Lunderberg commented on a change in pull request #39:
URL: https://github.com/apache/tvm-rfcs/pull/39#discussion_r745735959



##########
File path: rfcs/0039-buffer-physical-layout.md
##########
@@ -0,0 +1,640 @@
+- Feature Name: Buffer Physical Layout
+- Authors: Eric Lunderberg (@Lunderberg), Wuwei Lin (@vinx13)
+- Start Date: 2021-10-05
+- RFC PR: [apache/tvm-rfcs#0039](https://github.com/apache/tvm-rfcs/pull/0039)
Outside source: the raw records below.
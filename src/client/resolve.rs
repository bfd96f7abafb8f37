//! Interactive resolution of duplicate verdicts.
//!
//! Each verdict becomes a [`Conflict`] between a local record and the
//! server's record it resembles. A [`Resolver`] (usually a person at a
//! terminal) picks what to do; nothing is resolved automatically.

use std::collections::HashSet;

use tracing::{debug, warn};

use super::{ClientError, Remote, Result};
use crate::classify::Verdict;
use crate::record::Record;
use crate::store::RecordStore;

/// A local record and the remote record it was matched against.
#[derive(Debug, Clone, PartialEq)]
pub struct Conflict {
    pub local: Record,
    pub remote: Record,
    pub distance: usize,
}

impl Conflict {
    /// Both sides share a key but differ in content.
    pub fn is_same_key(&self) -> bool {
        self.local.id() == self.remote.id()
    }
}

/// Choices for a shared key with different content.
#[derive(Debug, Clone, Copy, PartialEq, Eq)]
pub enum SameKeyChoice {
    /// Overwrite the server's record with the local one.
    PushLocal,
    /// Overwrite the local record with the server's one.
    PullRemote,
    Ignore,
    Abort,
}

/// Choices for a different key with similar content.
#[derive(Debug, Clone, Copy, PartialEq, Eq)]
pub enum SimilarChoice {
    /// Add the local record to the server as a separate entry.
    CommitLocal,
    DeleteRemote,
    DeleteLocal,
    Ignore,
    Abort,
}

/// Decides conflicts one at a time.
pub trait Resolver {
    fn same_key(&mut self, conflict: &Conflict) -> SameKeyChoice;

    fn similar(&mut self, conflict: &Conflict) -> SimilarChoice;
}

/// What a resolution step did.
#[derive(Debug, Clone, PartialEq, Eq)]
pub enum Action {
    PushedLocal(String),
    PulledRemote(String),
    CommittedLocal(String),
    DeletedRemote(String),
    DeletedLocal(String),
    Ignored(String),
    /// The server refused the step; the session went on.
    Refused { id: String, reason: String },
}

impl Action {
    /// The step rewrote the local bibliography.
    pub fn changes_local(&self) -> bool {
        matches!(self, Action::PulledRemote(_) | Action::DeletedLocal(_))
    }
}

/// Outcome of a resolution session.
#[derive(Debug, Clone, Default, PartialEq)]
pub struct Resolution {
    pub actions: Vec<Action>,
    pub aborted: bool,
}

impl Resolution {
    pub fn changes_local(&self) -> bool {
        self.actions.iter().any(Action::changes_local)
    }
}

/// Map a server refusal to an action, keep transport failures fatal.
fn settle(id: &str, result: Result<()>, done: Action) -> Result<Action> {
    match result {
        Ok(()) => Ok(done),
        Err(ClientError::Server { reason, message }) => {
            warn!(id = %id, reason = %reason, message = %message, "Server refused resolution step");
            Ok(Action::Refused {
                id: id.to_string(),
                reason: format!("{}: {}", reason, message),
            })
        }
        Err(e) => Err(e),
    }
}

/// Walk the verdicts, applying the resolver's choices to `local` and the
/// remote.
///
/// Verdicts whose local or remote side was already removed by an earlier
/// choice are skipped. An abort stops the walk immediately; the caller must
/// not write `local` back in that case.
pub async fn resolve<R: Remote>(
    verdicts: Vec<Verdict>,
    local: &mut RecordStore,
    remote: &R,
    resolver: &mut dyn Resolver,
    force: bool,
) -> Result<Resolution> {
    let mut resolution = Resolution::default();
    let mut deleted_remote: HashSet<String> = HashSet::new();

    for verdict in verdicts {
        let Some(local_record) = local.get(&verdict.candidate_id).cloned() else {
            debug!(id = %verdict.candidate_id, "Local side gone, skipping verdict");
            continue;
        };
        if deleted_remote.contains(verdict.existing.id()) {
            continue;
        }

        let conflict = Conflict {
            local: local_record,
            remote: verdict.existing,
            distance: verdict.distance,
        };
        let local_id = conflict.local.id().to_string();
        let remote_id = conflict.remote.id().to_string();

        let action = if conflict.is_same_key() {
            match resolver.same_key(&conflict) {
                SameKeyChoice::PushLocal => {
                    let result = remote.replace(&local_id, &conflict.local, force).await;
                    settle(&local_id, result, Action::PushedLocal(local_id.clone()))?
                }
                SameKeyChoice::PullRemote => {
                    local.replace(&local_id, conflict.remote.clone());
                    Action::PulledRemote(local_id)
                }
                SameKeyChoice::Ignore => Action::Ignored(local_id),
                SameKeyChoice::Abort => {
                    resolution.aborted = true;
                    return Ok(resolution);
                }
            }
        } else {
            match resolver.similar(&conflict) {
                SimilarChoice::CommitLocal => {
                    let result = remote.create(&conflict.local, force).await;
                    settle(&local_id, result, Action::CommittedLocal(local_id.clone()))?
                }
                SimilarChoice::DeleteRemote => {
                    let result = remote.delete(&remote_id).await;
                    let action = settle(&remote_id, result, Action::DeletedRemote(remote_id.clone()))?;
                    if matches!(action, Action::DeletedRemote(_)) {
                        deleted_remote.insert(remote_id);
                    }
                    action
                }
                SimilarChoice::DeleteLocal => {
                    local.remove(&local_id);
                    Action::DeletedLocal(local_id)
                }
                SimilarChoice::Ignore => Action::Ignored(local_id),
                SimilarChoice::Abort => {
                    resolution.aborted = true;
                    return Ok(resolution);
                }
            }
        };

        debug!(?action, "Resolved");
        resolution.actions.push(action);
    }

    Ok(resolution)
}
+- GitHub Issue: Not Yet Written
+- Related RFCs: [RFC#0042](https://github.com/apache/tvm-rfcs/pull/0042)
+
+# Summary
+[summary]: #summary
+
+This RFC introduces layout transformations that can be applies to a
+buffer during the lowering process.  These transformations will be
+part of the schedule, allowing the same compute definition to be used
+across multiple different layouts.
+
+[RFC#0042](https://github.com/apache/tvm-rfcs/pull/0042) is intended
+to make these buffer transformations easier to write, though it isn't
+strictly necessary for this change.
+
+# Motivation
+[motivation]: #motivation
+
+Currently, TVM assumes that all buffers can be treated as flat memory.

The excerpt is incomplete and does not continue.